Google sent out a cease and desist letter to a guy who used Google’s logo on a website that informed people how to get their business listed on the search engines. Techdirt, which blogged on this incident, rightfully labeled Google’s trademark claim as totally bogus.

While it is true that you need to protect your trademark or risk losing it, it’s ridiculous to think that this is a case where the trademark is being infringed or needs to be ‘protected.’ Google’s complaint is that this somehow might confuse people into believing the site was associated with Google and lessens Google’s ability to make money. If we pull out the ever popular moron in a hurry test, we find that Google’s claims don’t stand up. No moron in a hurry is going to think the site is officially associated with Google. As for hurting Google’s ability to make money, this is a site that will get more people to use Google — which is Google’s exact defense when newspapers flip out about Google linking to them.

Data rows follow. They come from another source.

//! `TokenInstance` — a (token, handle) pair naming where one copy of an
//! object's material lives (`spec.md` §3, component B). Two instances are
//! equal iff they name the same token and the same handle on it; that pair
//! also keys the collection's secondary index.

use std::sync::Arc;

use crate::token::TokenDriver;

#[derive(Clone)]
pub struct TokenInstance {
    token: Arc<dyn TokenDriver>,
    handle: u64,
    label: Option<String>,
}

impl TokenInstance {
    pub fn new(token: Arc<dyn TokenDriver>, handle: u64, label: Option<String>) -> Self {
        Self {
            token,
            handle,
            label,
        }
    }

    pub fn token(&self) -> &Arc<dyn TokenDriver> {
        &self.token
    }

    pub fn handle(&self) -> u64 {
        self.handle
    }

    pub fn label(&self) -> Option<&str> {
        self.label.as_deref()
    }

    pub fn set_label(&mut self, label: Option<String>) {
        self.label = label;
    }

    /// The key this instance occupies in a collection's (token, handle)
    /// index. Token identity is the `Arc`'s address: two `TokenInstance`s
    /// only collide here if they share the very same token driver.
    pub fn key(&self) -> InstanceKey {
        InstanceKey(Arc::as_ptr(&self.token) as *const () as usize, self.handle)
    }
}

impl PartialEq for TokenInstance {
    fn eq(&self, other: &Self) -> bool {
        Arc::ptr_eq(&self.token, &other.token) && self.handle == other.handle
    }
}

impl Eq for TokenInstance {}

#[derive(Debug, Clone, Copy, PartialEq, Eq, Hash)]
pub struct InstanceKey(usize, u64);
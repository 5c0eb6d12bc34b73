//! `PkiObject` — the reference-counted, multi-instance base every artifact
//! kind is built from (`spec.md` §3 component C, §4.1).

use std::sync::atomic::{AtomicUsize, Ordering};
use std::sync::{Arc, Weak};

use pkicore_membrane::{Arena, Guarded, LockKind};
use tracing::debug;

use crate::error::PkiError;
use crate::instance::TokenInstance;
use crate::kind::Kind;
use crate::token::TokenDriver;
use crate::trust_domain::{CryptoContext, TrustDomain};

pub struct PkiObject {
    arena: Arc<Arena>,
    trust_domain: Option<Weak<dyn TrustDomain>>,
    crypto_context: Option<Weak<dyn CryptoContext>>,
    instances: Guarded<Vec<TokenInstance>>,
    ref_count: AtomicUsize,
    kind: Kind,
}

impl PkiObject {
    /// Create a new object, optionally seeded with its first instance and
    /// an arena shared with the caller (a fresh one is allocated otherwise).
    /// `ref_count` starts at 1, matching the single reference `create`'s
    /// caller holds on return.
    pub fn create(
        arena: Option<Arc<Arena>>,
        instance: Option<TokenInstance>,
        trust_domain: Option<Weak<dyn TrustDomain>>,
        crypto_context: Option<Weak<dyn CryptoContext>>,
        lock_kind: LockKind,
        kind: Kind,
    ) -> Result<Arc<Self>, PkiError> {
        let arena = arena.unwrap_or_else(|| Arc::new(Arena::new()));
        let object = Arc::new(Self {
            arena,
            trust_domain,
            crypto_context,
            instances: Guarded::new(lock_kind, Vec::new()),
            ref_count: AtomicUsize::new(1),
            kind,
        });
        if let Some(instance) = instance {
            object.add_instance(instance)?;
        }
        Ok(object)
    }

    /// Take an additional logical reference, returning a new `Arc` handle
    /// for the caller to hold. Pairs with `destroy`.
    pub fn add_ref(this: &Arc<Self>) -> Arc<Self> {
        this.ref_count.fetch_add(1, Ordering::AcqRel);
        Arc::clone(this)
    }

    /// Release a logical reference. Returns whether this was the final
    /// reference (i.e. whether the object is now torn down). Teardown of
    /// the instances, lock, and arena themselves happens through ordinary
    /// `Drop` once `this` goes out of scope at the end of this call.
    pub fn destroy(this: Arc<Self>) -> bool {
        let previous = this.ref_count.fetch_sub(1, Ordering::AcqRel);
        debug_assert!(previous >= 1, "destroy called with ref_count already 0");
        previous == 1
    }

    pub fn kind(&self) -> Kind {
        self.kind
    }

    pub fn arena(&self) -> &Arc<Arena> {
        &self.arena
    }

    pub fn ref_count(&self) -> usize {
        self.ref_count.load(Ordering::Acquire)
    }

    pub fn trust_domain(&self) -> Option<Arc<dyn TrustDomain>> {
        self.trust_domain.as_ref().and_then(Weak::upgrade)
    }

    /// Add `candidate` to this object's instance list, or merge its label
    /// into an already-present instance for the same (token, handle).
    pub fn add_instance(&self, candidate: TokenInstance) -> Result<(), PkiError> {
        self.instances.with(|instances| {
            if let Some(existing) = instances.iter_mut().find(|i| **i == candidate) {
                existing.set_label(candidate.label().map(str::to_owned));
            } else {
                instances.push(candidate);
            }
        });
        Ok(())
    }

    pub fn has_instance(&self, candidate: &TokenInstance) -> bool {
        self.instances.with(|instances| instances.iter().any(|i| i == candidate))
    }

    /// Remove at most one instance whose token matches `token`, swapping it
    /// with the last element rather than shifting the tail. This preserves
    /// the source's own behavior of only ever removing the first match per
    /// call even when more than one instance shares the token.
    pub fn remove_instances_for_token(&self, token: &Arc<dyn TokenDriver>) {
        self.instances.with(|instances| {
            if let Some(pos) = instances.iter().position(|i| Arc::ptr_eq(i.token(), token)) {
                instances.swap_remove(pos);
            }
        });
    }

    /// Ask every instance's token to delete its stored copy. Instances
    /// whose deletion fails are retained (compacted to the front, in their
    /// original relative order); instances whose deletion succeeds are
    /// dropped. Returns the status of the last instance processed —
    /// matching the source's unconditional per-iteration assignment rather
    /// than a "last failure wins" accumulator (see DESIGN.md).
    pub fn delete_stored_object(&self) -> Result<(), PkiError> {
        self.instances.with(|instances| {
            let mut status = Ok(());
            let mut retained = Vec::new();
            for instance in instances.drain(..) {
                let result = instance.token().delete_stored_object(&instance);
                if result.is_err() {
                    retained.push(instance);
                }
                status = result;
            }
            *instances = retained;
            status
        })
    }

    pub fn tokens(&self) -> Vec<Arc<dyn TokenDriver>> {
        self.instances
            .with(|instances| instances.iter().map(|i| Arc::clone(i.token())).collect())
    }

    /// The nickname of the instance on `token`, or of the first instance
    /// carrying any nickname at all when `token` is `None`.
    pub fn nickname_for_token(&self, token: Option<&Arc<dyn TokenDriver>>) -> Option<String> {
        self.instances.with(|instances| {
            instances
                .iter()
                .find(|i| match token {
                    Some(t) => Arc::ptr_eq(i.token(), t),
                    None => i.label().is_some(),
                })
                .and_then(|i| i.label().map(str::to_owned))
        })
    }

    pub fn instances(&self) -> Vec<TokenInstance> {
        self.instances.with(|instances| instances.clone())
    }
}

impl Drop for PkiObject {
    fn drop(&mut self) {
        debug!(kind = ?self.kind, "destroying pki object");
    }
}

#[cfg(test)]
mod tests {
    use super::*;
    use crate::uid::Uid;
    use std::thread;

    struct StubToken(u64);
    impl TokenDriver for StubToken {
        fn delete_stored_object(&self, _instance: &TokenInstance) -> Result<(), PkiError> {
            if self.0 == 2 {
                Err(PkiError::Token("locked".into()))
            } else {
                Ok(())
            }
        }
        fn read_uid(&self, _instance: &TokenInstance, _kind: Kind, _arena: &Arena) -> Result<Uid, PkiError> {
            Ok(Uid::default())
        }
    }

    fn object(kind: Kind) -> Arc<PkiObject> {
        PkiObject::create(None, None, None, None, LockKind::Plain, kind).unwrap()
    }

    #[test]
    fn create_starts_with_ref_count_one() {
        let obj = object(Kind::Crl);
        assert_eq!(obj.ref_count(), 1);
    }

    #[test]
    fn add_ref_then_destroy_is_balanced() {
        let obj = object(Kind::Crl);
        let handle = PkiObject::add_ref(&obj);
        assert_eq!(obj.ref_count(), 2);
        assert!(!PkiObject::destroy(handle));
        assert!(PkiObject::destroy(obj));
    }

    #[test]
    fn concurrent_add_ref_and_destroy_tears_down_exactly_once() {
        let obj = object(Kind::Crl);
        let destroyed_count = Arc::new(AtomicUsize::new(0));
        thread::scope(|scope| {
            for _ in 0..8 {
                let handle = PkiObject::add_ref(&obj);
                let destroyed_count = Arc::clone(&destroyed_count);
                scope.spawn(move || {
                    if PkiObject::destroy(handle) {
                        destroyed_count.fetch_add(1, Ordering::SeqCst);
                    }
                });
            }
        });
        assert!(PkiObject::destroy(obj));
        assert_eq!(
            destroyed_count.load(Ordering::SeqCst),
            0,
            "the original reference, not a spawned one, must be the final release"
        );
    }

    #[test]
    fn add_instance_merges_label_on_duplicate_key() {
        let obj = object(Kind::PrivateKey);
        let token: Arc<dyn TokenDriver> = Arc::new(StubToken(1));
        obj.add_instance(TokenInstance::new(Arc::clone(&token), 9, None)).unwrap();
        obj.add_instance(TokenInstance::new(Arc::clone(&token), 9, Some("label".into())))
            .unwrap();
        let instances = obj.instances();
        assert_eq!(instances.len(), 1);
        assert_eq!(instances[0].label(), Some("label"));
    }

    #[test]
    fn remove_instances_for_token_removes_at_most_one() {
        let obj = object(Kind::PrivateKey);
        let token: Arc<dyn TokenDriver> = Arc::new(StubToken(1));
        obj.add_instance(TokenInstance::new(Arc::clone(&token), 1, None)).unwrap();
        obj.add_instance(TokenInstance::new(Arc::clone(&token), 2, None)).unwrap();
        obj.remove_instances_for_token(&token);
        assert_eq!(obj.instances().len(), 1);
    }

    #[test]
    fn delete_stored_object_returns_status_of_last_instance() {
        let obj = object(Kind::PrivateKey);
        let ok_token: Arc<dyn TokenDriver> = Arc::new(StubToken(1));
        let failing_token: Arc<dyn TokenDriver> = Arc::new(StubToken(2));
        obj.add_instance(TokenInstance::new(ok_token, 1, None)).unwrap();
        obj.add_instance(TokenInstance::new(Arc::clone(&failing_token), 2, None))
            .unwrap();
        let result = obj.delete_stored_object();
        assert!(result.is_err());
        assert_eq!(obj.instances().len(), 1, "the failing instance is retained");
    }
}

As a blogger, you’ve got the right to use logos under the Fair Use Doctrine. The same protection that comes with using portions of others’ content for critique and commentary, whether it be a blurb from the Wall Street Journal or a block quote from another blog, applies equally to using corporate logos.

From Boston Tech and IP Lawyer Erik Heels, far more of an authority on fair use than I:

If you are writing and commenting about a company, product, or famous person, then it’s a no-brainer that it’s fair use to use the company’s logo, product image, or headshot in your blog post.

Look at business periodicals such as BusinessWeeek. Look at Mike Arrington’s TechCrunch. Corporate logos are regularly used when writing about a company. May be why those publications always look pretty sharp.